If, as William Wordsworth said, "the child is father to the man", then the seeds of subsequent job satisfaction and dissatisfaction in doctors may be visible in the personality, motivations and learning styles of medical school applicants. This argument may provide some justification for using such measures in selection, particularly given the general association of job performance and satisfaction with personality [
37] and motivation [
38], and learning styles with personality [
22] .
However, just as genes are not destiny, so neither personality nor learning style is destiny.

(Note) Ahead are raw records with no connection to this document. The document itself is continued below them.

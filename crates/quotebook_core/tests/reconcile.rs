mod common;

use async_trait::async_trait;
use common::{quote, store_with, ProbeKv};
use quotebook_core::{
    FormatError, MergeStrategy, ReconcileOutcome, Reconciler, ReconcilerSettings, RemoteFormat,
    RemoteSource, SharedStore, SyncError, SyncState,
};
use serde_json::{json, Value};
use std::sync::atomic::{AtomicUsize, Ordering};
use std::sync::Arc;
use std::time::Duration;
use tokio::sync::{mpsc, watch, Mutex, Notify};

enum Reply {
    Document(Value),
    Fail(&'static str),
    Hang,
}

struct ScriptedRemote {
    reply: Reply,
    calls: AtomicUsize,
}

impl ScriptedRemote {
    fn new(reply: Reply) -> Arc<Self> {
        Arc::new(Self {
            reply,
            calls: AtomicUsize::new(0),
        })
    }

    fn calls(&self) -> usize {
        self.calls.load(Ordering::SeqCst)
    }
}

#[async_trait]
impl RemoteSource for ScriptedRemote {
    async fn fetch(&self, _url: &str) -> Result<Value, SyncError> {
        self.calls.fetch_add(1, Ordering::SeqCst);
        match &self.reply {
            Reply::Document(value) => Ok(value.clone()),
            Reply::Fail(message) => Err(SyncError::Transport((*message).to_string())),
            Reply::Hang => {
                tokio::time::sleep(Duration::from_secs(3600)).await;
                Ok(json!([]))
            }
        }
    }
}

/// Remote that parks inside `fetch` until released.
struct GatedRemote {
    entered: Notify,
    release: Notify,
    document: Value,
}

#[async_trait]
impl RemoteSource for GatedRemote {
    async fn fetch(&self, _url: &str) -> Result<Value, SyncError> {
        self.entered.notify_one();
        self.release.notified().await;
        Ok(self.document.clone())
    }
}

fn settings(strategy: MergeStrategy) -> ReconcilerSettings {
    ReconcilerSettings {
        url: "https://example.invalid/quotes".to_string(),
        interval: Duration::from_secs(60),
        timeout: Duration::from_secs(5),
        strategy,
        format: RemoteFormat::Quotes,
    }
}

fn shared_ab() -> (SharedStore<ProbeKv>, ProbeKv) {
    let (store, probe) = store_with(&[quote("A", "x"), quote("B", "y")]);
    (Arc::new(Mutex::new(store)), probe)
}

#[tokio::test]
async fn successful_reconcile_overwrites_local_collection() {
    let (store, probe) = shared_ab();
    let remote = ScriptedRemote::new(Reply::Document(json!([{ "text": "C", "category": "z" }])));
    let reconciler = Reconciler::new(
        Arc::clone(&store),
        remote.clone(),
        settings(MergeStrategy::Overwrite),
    );

    let outcome = reconciler.reconcile().await.unwrap();

    assert_eq!(outcome, ReconcileOutcome::Applied { count: 1 });
    assert_eq!(store.lock().await.all(), &[quote("C", "z")]);
    assert_eq!(
        quotebook_core::import_document(&probe.raw("quotes").unwrap()).unwrap(),
        vec![quote("C", "z")]
    );
    assert_eq!(reconciler.state(), SyncState::Idle);
}

#[tokio::test]
async fn failed_fetch_leaves_collection_and_reports_transport_error() {
    let (store, _) = shared_ab();
    let remote = ScriptedRemote::new(Reply::Fail("connection refused"));
    let reconciler = Reconciler::new(
        Arc::clone(&store),
        remote.clone(),
        settings(MergeStrategy::Overwrite),
    );

    let err = reconciler.reconcile().await.unwrap_err();

    assert!(matches!(err, SyncError::Transport(_)));
    assert_eq!(remote.calls(), 1);
    assert_eq!(
        store.lock().await.all(),
        &[quote("A", "x"), quote("B", "y")]
    );
    assert_eq!(reconciler.state(), SyncState::Idle);
}

#[tokio::test]
async fn malformed_remote_document_is_rejected_without_changes() {
    let (store, _) = shared_ab();
    let remote = ScriptedRemote::new(Reply::Document(json!({ "quotes": [] })));
    let reconciler = Reconciler::new(Arc::clone(&store), remote, settings(MergeStrategy::Overwrite));

    let err = reconciler.reconcile().await.unwrap_err();

    assert!(matches!(err, SyncError::Format(FormatError::NotAnArray)));
    assert_eq!(store.lock().await.len(), 2);
}

#[tokio::test]
async fn store_write_failure_rolls_back_and_surfaces_store_error() {
    let (store, probe) = shared_ab();
    let before = probe.raw("quotes");
    probe.fail_writes(true);
    let remote = ScriptedRemote::new(Reply::Document(json!([{ "text": "C", "category": "z" }])));
    let reconciler = Reconciler::new(Arc::clone(&store), remote, settings(MergeStrategy::Overwrite));

    let err = reconciler.reconcile().await.unwrap_err();

    assert!(matches!(err, SyncError::Store(_)));
    assert_eq!(
        store.lock().await.all(),
        &[quote("A", "x"), quote("B", "y")]
    );
    assert_eq!(probe.raw("quotes"), before);
    assert_eq!(reconciler.state(), SyncState::Idle);
}

#[tokio::test(start_paused = true)]
async fn hung_fetch_times_out_and_releases_latch() {
    let (store, _) = shared_ab();
    let remote = ScriptedRemote::new(Reply::Hang);
    let reconciler = Reconciler::new(Arc::clone(&store), remote, settings(MergeStrategy::Overwrite));

    let err = reconciler.reconcile().await.unwrap_err();

    assert!(matches!(err, SyncError::Timeout(limit) if limit == Duration::from_secs(5)));
    assert_eq!(err.code(), "sync_timeout");
    assert_eq!(reconciler.state(), SyncState::Idle);
    assert_eq!(store.lock().await.len(), 2);
}

#[tokio::test]
async fn trigger_while_syncing_is_dropped_and_store_stays_writable() {
    let (store, _) = shared_ab();
    let remote = Arc::new(GatedRemote {
        entered: Notify::new(),
        release: Notify::new(),
        document: json!([{ "text": "C", "category": "z" }]),
    });
    let reconciler = Reconciler::new(
        Arc::clone(&store),
        remote.clone(),
        settings(MergeStrategy::Overwrite),
    );

    let (first, second) = tokio::join!(reconciler.reconcile(), async {
        remote.entered.notified().await;
        assert_eq!(reconciler.state(), SyncState::Syncing);
        let skipped = reconciler.reconcile().await;
        store.lock().await.add("D", "w").unwrap();
        remote.release.notify_one();
        skipped
    });

    assert_eq!(second.unwrap(), ReconcileOutcome::Skipped);
    assert_eq!(first.unwrap(), ReconcileOutcome::Applied { count: 1 });
    assert_eq!(store.lock().await.all(), &[quote("C", "z")]);
}

#[tokio::test]
async fn append_new_only_keeps_local_and_skips_known_text() {
    let (store, _) = shared_ab();
    let remote = ScriptedRemote::new(Reply::Document(json!([
        { "text": "B", "category": "server" },
        { "text": "C", "category": "z" }
    ])));
    let reconciler = Reconciler::new(
        Arc::clone(&store),
        remote,
        settings(MergeStrategy::AppendNewOnly),
    );

    let outcome = reconciler.reconcile().await.unwrap();

    assert_eq!(outcome, ReconcileOutcome::Applied { count: 3 });
    assert_eq!(
        store.lock().await.all(),
        &[quote("A", "x"), quote("B", "y"), quote("C", "z")]
    );
}

#[tokio::test(start_paused = true)]
async fn periodic_loop_reports_each_run_and_stops_on_shutdown() {
    let (store, _) = shared_ab();
    let remote = ScriptedRemote::new(Reply::Document(json!([{ "text": "C", "category": "z" }])));
    let reconciler = Arc::new(Reconciler::new(
        Arc::clone(&store),
        remote.clone(),
        settings(MergeStrategy::Overwrite),
    ));
    let (shutdown_tx, shutdown_rx) = watch::channel(false);
    let (reports_tx, mut reports_rx) = mpsc::unbounded_channel();

    let started = tokio::time::Instant::now();
    let handle = Arc::clone(&reconciler).spawn_periodic(shutdown_rx, reports_tx);

    let first = reports_rx.recv().await.unwrap();
    assert_eq!(first.unwrap(), ReconcileOutcome::Applied { count: 1 });
    assert!(started.elapsed() >= Duration::from_secs(60));

    let second = reports_rx.recv().await.unwrap();
    assert!(second.is_ok());
    assert_eq!(remote.calls(), 2);

    shutdown_tx.send(true).unwrap();
    handle.await.unwrap();
    assert!(reports_rx.recv().await.is_none());
}

#[tokio::test(start_paused = true)]
async fn periodic_failures_are_reported_once_per_fire() {
    let (store, _) = shared_ab();
    let remote = ScriptedRemote::new(Reply::Fail("offline"));
    let reconciler = Arc::new(Reconciler::new(
        Arc::clone(&store),
        remote.clone(),
        settings(MergeStrategy::Overwrite),
    ));
    let (shutdown_tx, shutdown_rx) = watch::channel(false);
    let (reports_tx, mut reports_rx) = mpsc::unbounded_channel();
    let handle = Arc::clone(&reconciler).spawn_periodic(shutdown_rx, reports_tx);

    let report = reports_rx.recv().await.unwrap();
    assert!(matches!(report, Err(SyncError::Transport(_))));
    assert_eq!(remote.calls(), 1);
    assert_eq!(store.lock().await.len(), 2);

    drop(shutdown_tx);
    handle.await.unwrap();
}

#[tokio::test]
async fn unbounded_durations_are_clamped_instead_of_panicking() {
    let (store, _) = shared_ab();
    let remote = ScriptedRemote::new(Reply::Document(json!([{ "text": "C", "category": "z" }])));
    let mut unbounded = settings(MergeStrategy::Overwrite);
    unbounded.interval = Duration::MAX;
    unbounded.timeout = Duration::MAX;
    let reconciler = Arc::new(Reconciler::new(Arc::clone(&store), remote.clone(), unbounded));

    assert_eq!(
        reconciler.reconcile().await.unwrap(),
        ReconcileOutcome::Applied { count: 1 }
    );

    let (shutdown_tx, shutdown_rx) = watch::channel(false);
    let (reports_tx, mut reports_rx) = mpsc::unbounded_channel();
    let handle = Arc::clone(&reconciler).spawn_periodic(shutdown_rx, reports_tx);
    tokio::task::yield_now().await;

    shutdown_tx.send(true).unwrap();
    handle.await.unwrap();
    assert!(reports_rx.recv().await.is_none());
    assert_eq!(remote.calls(), 1);
}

Nurture interacts with nature [
39], the environment building upon the genes, and the genes using what is provided by the environment; the poetic complement to William Wordsworth is therefore Alexander Pope, who said, "This education forms the common mind: Just as the twig is bent, the tree's inclined." Extreme introverts can, with sufficient insight, preparation and appropriate training become effective public speakers, less conscientious individuals can learn to be more organised and efficient, and those who are more neurotic can transcend their anxieties (and indeed neuroticism may be beneficial if sublimated into a professional concern for detail in critical situations, rather than merely being undifferentiated personal anxiety). .
Formal education, particularly effective formal education [
40], can also alter study habits and learning styles, which are less fixed and 'trait-like' than personality measures [
17]. Intercalated degrees increase deep and strategic learning and decrease surface learning at medical school [
41], making it likely that they also encourage surface-rational and deep approaches to work. Deep and strategic learning also relate to the clinical experience gained by medical students [
32], making it possible that greater patient involvement during undergraduate clinical training, rather than mere reliance on textbook learning to pass exams, a characteristic of surface learners, will also reduce surface-disorganised approaches to work.